Extrait de mon journal intime
- Mercredi 25 juin 2004, 21H00 :Plus les jours passent, plus je me demande pourquoi je poursuis mes études: si cela ne tenait que moi, je les aurai arrêtées depuis bien longtemps. Heureusement que je fréquente le même établissement depuis deux ans: cela me permet d'être en bonne compagnie. Mes camarades ne sont pas tous des flèches mais quand il s'agit de délirer, nous sommes tous sur la même longueur d'onde et c'est bien là l'essentiel. Je ne le clamerai sûrement pas sur tous les toits mais au fond de mon coeur, je m'estime chanceux de les connaître. Parfois, j'aimerais bien savoir comment ils me perçoivent de leur côté: quoi que réflexion faite, je ne suis pas certain que je receverais beaucoup de louanges de leur part. Il faut dire que je suis loin de tout mettre en oeuvre pour qu'ils m'apprécient: pourquoi prends-je toujours un malin plaisir à me foutre de leur gueule dès qu'il m'en offre l'occasion? Je pourrais m'en abstenir mais la vérité, c'est que c'est toujours plus fort que moi: j'ai besoin de les rabaisser pour satisfaire mon égo. Un jour, il faudra peut-être que j'arrête d'être tellement superficiel: le pire, c'est que je sais que je vaux mieux que cela.

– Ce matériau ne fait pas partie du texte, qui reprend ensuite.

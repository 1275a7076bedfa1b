/*!
 * Tests for audio clip duration probing
 */

use anyhow::Result;
use narravid::audio_utils;
use crate::common;

/// Test that WAV duration is read from the header
#[test]
fn test_wav_duration_withOneSecondClip_shouldReportOneSecond() -> Result<()> {
    let temp_dir = common::create_temp_dir()?;
    let wav = common::create_test_wav(&temp_dir.path().to_path_buf(), "one_second.wav", 1.0)?;

    let duration = audio_utils::wav_duration_seconds(&wav)?;

    assert!((duration - 1.0).abs() < 1e-3, "got {}", duration);

    Ok(())
}

/// Test that fractional durations survive the sample math
#[test]
fn test_wav_duration_withShortClip_shouldReportFraction() -> Result<()> {
    let temp_dir = common::create_temp_dir()?;
    let wav = common::create_test_wav(&temp_dir.path().to_path_buf(), "short.wav", 0.25)?;

    let duration = audio_utils::wav_duration_seconds(&wav)?;

    assert!((duration - 0.25).abs() < 1e-3, "got {}", duration);

    Ok(())
}

/// Test that a zero-length clip reports zero without failing
#[test]
fn test_wav_duration_withEmptyClip_shouldReportZero() -> Result<()> {
    let temp_dir = common::create_temp_dir()?;
    let wav = common::create_test_wav(&temp_dir.path().to_path_buf(), "empty.wav", 0.0)?;

    let duration = audio_utils::wav_duration_seconds(&wav)?;

    assert_eq!(duration, 0.0);

    Ok(())
}

/// Test that a missing file is an error
#[test]
fn test_wav_duration_withMissingFile_shouldReturnError() {
    assert!(audio_utils::wav_duration_seconds("no_such_clip.wav").is_err());
}

/// Test that a file that is not a WAV is an error
#[test]
fn test_wav_duration_withGarbageFile_shouldReturnError() -> Result<()> {
    let temp_dir = common::create_temp_dir()?;
    let garbage = common::create_test_file(&temp_dir.path().to_path_buf(), "garbage.wav", "not audio")?;

    assert!(audio_utils::wav_duration_seconds(&garbage).is_err());

    Ok(())
}

/// Test that clip_duration_seconds takes the header path for WAV files,
/// so no external tool is needed
#[test]
fn test_clip_duration_withWavExtension_shouldUseHeader() -> Result<()> {
    let temp_dir = common::create_temp_dir()?;
    let wav = common::create_test_wav(&temp_dir.path().to_path_buf(), "clip.wav", 0.5)?;

    let duration = tokio_test::block_on(audio_utils::clip_duration_seconds(&wav))?;

    assert!((duration - 0.5).abs() < 1e-3, "got {}", duration);

    Ok(())
}

/// Test that concatenation refuses an empty clip list up front
#[test]
fn test_concat_audio_clips_withNoClips_shouldReturnError() -> Result<()> {
    let temp_dir = common::create_temp_dir()?;
    let output = temp_dir.path().join("joined.wav");

    let clips: Vec<std::path::PathBuf> = Vec::new();
    let result = tokio_test::block_on(audio_utils::concat_audio_clips(&clips, &output));

    assert!(result.is_err());

    Ok(())
}
/*!
 * Tests for caption wrapping and layout
 */

use narravid::app_config::{CaptionStyle, VideoConfig};
use narravid::segmenter::CaptionUnit;
use narravid::timeline::CaptionTimeline;
use narravid::video_renderer::VideoRenderer;

fn default_renderer() -> VideoRenderer {
    VideoRenderer::new(CaptionStyle::default(), VideoConfig::default())
}

fn timeline_for(texts: &[&str]) -> CaptionTimeline {
    let units: Vec<CaptionUnit> = texts.iter().map(|t| CaptionUnit::new(*t)).collect();
    let durations = vec![1.0; texts.len()];
    CaptionTimeline::build(units, &durations).unwrap()
}

/// Test that text fitting the budget stays on one line
#[test]
fn test_wrap_caption_withShortText_shouldKeepOneLine() {
    let lines = VideoRenderer::wrap_caption("alpha beta gamma", 20);

    assert_eq!(lines, vec!["alpha beta gamma"]);
}

/// Test greedy filling up to the exact column budget
#[test]
fn test_wrap_caption_withTightBudget_shouldFillGreedily() {
    let lines = VideoRenderer::wrap_caption("alpha beta gamma", 10);

    // "alpha beta" is exactly ten columns
    assert_eq!(lines, vec!["alpha beta", "gamma"]);
}

/// Test that an overlong word gets its own line instead of being broken
#[test]
fn test_wrap_caption_withOverlongWord_shouldNotBreakIt() {
    let lines = VideoRenderer::wrap_caption("extraordinarily long", 5);

    assert_eq!(lines, vec!["extraordinarily", "long"]);
}

/// Test that empty text still produces one empty line
#[test]
fn test_wrap_caption_withEmptyText_shouldProduceOneEmptyLine() {
    let lines = VideoRenderer::wrap_caption("", 10);

    assert_eq!(lines, vec![""]);
}

/// Test that stray leading whitespace from lossy splits is normalized
#[test]
fn test_wrap_caption_withLeadingWhitespace_shouldNormalizeIt() {
    let lines = VideoRenderer::wrap_caption("  spaced out fragment", 30);

    assert_eq!(lines, vec!["spaced out fragment"]);
}

/// Test the column budget math at a common frame width
#[test]
fn test_caption_columns_withHdFrame_shouldUseWrapRatio() {
    let renderer = default_renderer();

    // 1280 * 0.85 = 1088 px of box, 40 * 0.6 = 24 px per glyph
    assert_eq!(renderer.caption_columns(1280), 45);
}

/// Test that the column budget never drops below one
#[test]
fn test_caption_columns_withTinyFrame_shouldClampToOne() {
    let renderer = default_renderer();

    assert_eq!(renderer.caption_columns(10), 1);
}

/// Test that blocks stack downward with the configured spacing
#[test]
fn test_caption_layout_withSingleLineUnits_shouldStackWithSpacing() {
    let renderer = default_renderer();
    let timeline = timeline_for(&["first", "second", "third"]);

    let blocks = renderer.caption_layout(&timeline, 1280);

    assert_eq!(blocks.len(), 3);
    // Line height is 40 * 1.2 = 48, spacing is 10
    assert_eq!(blocks[0].y_offset, 50);
    assert_eq!(blocks[1].y_offset, 108);
    assert_eq!(blocks[2].y_offset, 166);
    assert!(blocks.iter().all(|b| b.line_count == 1));
}

/// Test that a wrapped unit pushes later units further down
#[test]
fn test_caption_layout_withWrappedUnit_shouldReserveItsLines() {
    let renderer = default_renderer();
    let long_text = "this caption is long enough to need two lines here";
    let timeline = timeline_for(&[long_text, "short"]);

    let blocks = renderer.caption_layout(&timeline, 1280);

    assert_eq!(blocks[0].line_count, 2);
    assert!(blocks[0].text.contains('\n'));
    // 50 + 2 * 48 + 10
    assert_eq!(blocks[1].y_offset, 156);
}

/// Test that layout positions do not depend on which entry is rendered,
/// so captions never shift when new ones appear
#[test]
fn test_caption_layout_withSameTimeline_shouldBeStable() {
    let renderer = default_renderer();
    let timeline = timeline_for(&["one", "two"]);

    let first = renderer.caption_layout(&timeline, 1280);
    let second = renderer.caption_layout(&timeline, 1280);

    assert_eq!(first, second);
}
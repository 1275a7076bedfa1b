use async_trait::async_trait;
use log::debug;
use std::path::Path;
use std::process::Stdio;
use tokio::process::Command;

use crate::audio_utils;
use crate::errors::SynthesisError;
use crate::synthesis::{NarrationClip, SpeechSynthesizer};

/// eSpeak NG subprocess engine
///
/// Runs `espeak-ng -v <voice> -s <wpm> -w <wav> <text>` per unit.
#[derive(Debug)]
pub struct EspeakSynthesizer {
    /// Voice identifier, e.g. "en-us"
    voice: String,
    /// Speaking rate in words per minute
    speed_wpm: u32,
    /// Timeout per synthesized unit in seconds
    timeout_secs: u64,
}

impl EspeakSynthesizer {
    /// Create a new eSpeak NG engine
    pub fn new(voice: impl Into<String>, speed_wpm: u32, timeout_secs: u64) -> Self {
        Self {
            voice: voice.into(),
            speed_wpm,
            timeout_secs,
        }
    }
}

#[async_trait]
impl SpeechSynthesizer for EspeakSynthesizer {
    async fn synthesize(
        &self,
        text: &str,
        output_path: &Path,
    ) -> Result<NarrationClip, SynthesisError> {
        let espeak_future = Command::new("espeak-ng")
            .args([
                "-v",
                &self.voice,
                "-s",
                &self.speed_wpm.to_string(),
                "-w",
                output_path.to_str().unwrap_or_default(),
            ])
            .arg(text)
            .output();

        let timeout_duration = std::time::Duration::from_secs(self.timeout_secs);
        let output = tokio::select! {
            result = espeak_future => {
                result.map_err(|e| SynthesisError::SpawnFailed(format!("espeak-ng: {}", e)))?
            },
            _ = tokio::time::sleep(timeout_duration) => {
                return Err(SynthesisError::Timeout(self.timeout_secs));
            }
        };

        if !output.status.success() {
            let stderr = String::from_utf8_lossy(&output.stderr);
            return Err(SynthesisError::EngineFailed(format!(
                "espeak-ng exited with {}: {}",
                output.status,
                stderr.trim()
            )));
        }

        let duration_secs = audio_utils::wav_duration_seconds(output_path)
            .map_err(|e| SynthesisError::InvalidAudio(e.to_string()))?;

        debug!("espeak-ng wrote {:.2}s of audio to {:?}", duration_secs, output_path);

        Ok(NarrationClip {
            path: output_path.to_path_buf(),
            duration_secs,
        })
    }

    async fn test_availability(&self) -> Result<(), SynthesisError> {
        let status = Command::new("espeak-ng")
            .arg("--version")
            .stdout(Stdio::null())
            .stderr(Stdio::null())
            .status()
            .await
            .map_err(|e| SynthesisError::SpawnFailed(format!("espeak-ng: {}", e)))?;

        if !status.success() {
            return Err(SynthesisError::EngineFailed(format!(
                "espeak-ng --version exited with {}",
                status
            )));
        }

        Ok(())
    }

    fn name(&self) -> &str {
        "espeak"
    }
}
async fn run_render(options: RenderArgs) -> Result<()> {
    // If log level is set via command line, apply it immediately
    if let Some(cmd_log_level) = &options.log_level {
        let config_log_level: app_config::LogLevel = cmd_log_level.clone().into();
        let log_level = match config_log_level {
            app_config::LogLevel::Error => LevelFilter::Error,
            app_config::LogLevel::Warn => LevelFilter::Warn,
            app_config::LogLevel::Info => LevelFilter::Info,
            app_config::LogLevel::Debug => LevelFilter::Debug,
            app_config::LogLevel::Trace => LevelFilter::Trace,
        };
        log::set_max_level(log_level);
    }

    // Load or create configuration
    let config_path = &options.config_path;
    let mut config = if Path::new(config_path).exists() {
        // Load existing configuration
        let file = File::open(config_path)
            .context(format!("Failed to open config file: {}", config_path))?;

        let reader = BufReader::new(file);
        let config: Config = serde_json::from_reader(reader)
            .context(format!("Failed to parse config file: {}", config_path))?;

        config
    } else {
        // Create default configuration if not exists
        warn!(
            "Config file not found at '{}', creating default config.",
            config_path
        );

        let config = Config::default();

        // Save default config
        let config_json = serde_json::to_string_pretty(&config)
            .context("Failed to serialize default config to JSON")?;

        std::fs::write(config_path, config_json)
            .context(format!("Failed to write default config to file: {}", config_path))?;

        config
    };

    // Override config with CLI options if provided
    if let Some(engine) = &options.engine {
        config.synthesis.engine = engine.clone().into();
    }

    if let Some(voice) = &options.voice {
        // Find the active engine config and update the voice
        let engine_str = config.synthesis.engine.to_lowercase_string();
        if let Some(engine_config) = config
            .synthesis
            .available_engines
            .iter_mut()
            .find(|e| e.engine_type == engine_str)
        {
            engine_config.voice = voice.clone();
        }
    }

    if let Some(mode) = &options.mode {
        config.video.mode = mode.clone().into();
    }

    if let Some(font_size) = options.font_size {
        config.captions.font_size = font_size;
    }

    if let Some(wrap_ratio) = options.wrap_ratio {
        config.captions.wrap_width_ratio = wrap_ratio;
    }

    if let Some(align) = &options.align {
        config.captions.align = align.clone().into();
    }

    // Update log level in config if specified via command line
    if let Some(log_level) = &options.log_level {
        config.log_level = log_level.clone().into();
    }

    // Validate the configuration after loading and overriding
    config
        .validate()
        .context("Configuration validation failed")?;

    // If log level was not set via command line, update it from config now
    if options.log_level.is_none() {
        let log_level = match config.log_level {
            app_config::LogLevel::Error => LevelFilter::Error,
            app_config::LogLevel::Warn => LevelFilter::Warn,
            app_config::LogLevel::Info => LevelFilter::Info,
            app_config::LogLevel::Debug => LevelFilter::Debug,
            app_config::LogLevel::Trace => LevelFilter::Trace,
        };

        // Just update the max level without reinitializing the logger
        log::set_max_level(log_level);
    }

    // Create controller
    let controller = Controller::with_config(config.clone())?;

    // Handle dry-run mode: segment only, render nothing
    if options.dry_run {
        if !options.input_path.is_file() {
            return Err(anyhow!(
                "Dry run requires a script file, got: {:?}",
                options.input_path
            ));
        }

        let units = controller.list_units(&options.input_path)?;
        info!(
            "{:?} segments into {} caption units:",
            options.input_path,
            units.len()
        );
        for (index, unit) in units.iter().enumerate() {
            info!("  {:>3}. {}", index + 1, unit.text);
        }

        return Ok(());
    }

    // Run the controller with the input file(s)
    if options.input_path.is_file() {
        // Process a single file
        controller
            .run(
                options.input_path.clone(),
                options.image.clone(),
                options.output.clone(),
                options.captions.clone(),
                options.force_overwrite,
            )
            .await?;
    } else if options.input_path.is_dir() {
        // Process a directory
        controller
            .run_folder(
                options.input_path.clone(),
                options.image.clone(),
                options.force_overwrite,
            )
            .await?;
    } else {
        return Err(anyhow!("Input path does not exist: {:?}", options.input_path));
    }

    Ok(())
}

Demain, il faut absolument que je m'achète des fringues. Cela fait maintenant deux semaines que Ryan nous a prévenus qu'il organisait une fête gigantesque dans sa baraque et pour l'instant, je n'ai toujours rien à me mettre sur le dos. Hors de question que je ne sois pas au top: tous les jeunes de mon quartier y seront et j'ai une réputation à défendre. En plus, il paraîtrait que j'ai tapé dans l'oeil de Brittany: j'espère que ce ne sont pas simplement des bruits de couloir. Si seulement cela pouvait être vrai: elle est si séduisante que tout le monde se bagarre pour la mettre dans son lit. Si jamais, je suis le premier à réussir cet exploit, je n'ai pas fini de me la raconter par la suite: quel pied ça serait. C'est décidé: samedi, je lui sors le grand jeu.
Durant le dîner, Elizabeth n'a pas prononcé le moindre mot et cela ne me dit rien qui vaille. Je sais qu'il lui arrive souvent d'être ailleurs mais ce soir, c'était différent. A force de la protéger, j'ai la sensation de la connaître par coeur et je suis intimement persuadé que quelque chose la tracasse: je l'ai lue dans son regard. Tout ce que j'espère, c'est qu'elle ne me cache rien de grave. Quand je sais à quel point le malheur de certains camarades peut me laisser de mardre, je suis toujours surpris d'être aussi stressé dès qu'Elizabeth ne se montre pas sous son meilleur jour. J'aime tellement ma petite soeur que je pourrais sacrifier ma vie pour sauver la sienne. Elle est tout pour moi: c'est mon petit trèsor. Rien ni personne ne pourra jamais le changer...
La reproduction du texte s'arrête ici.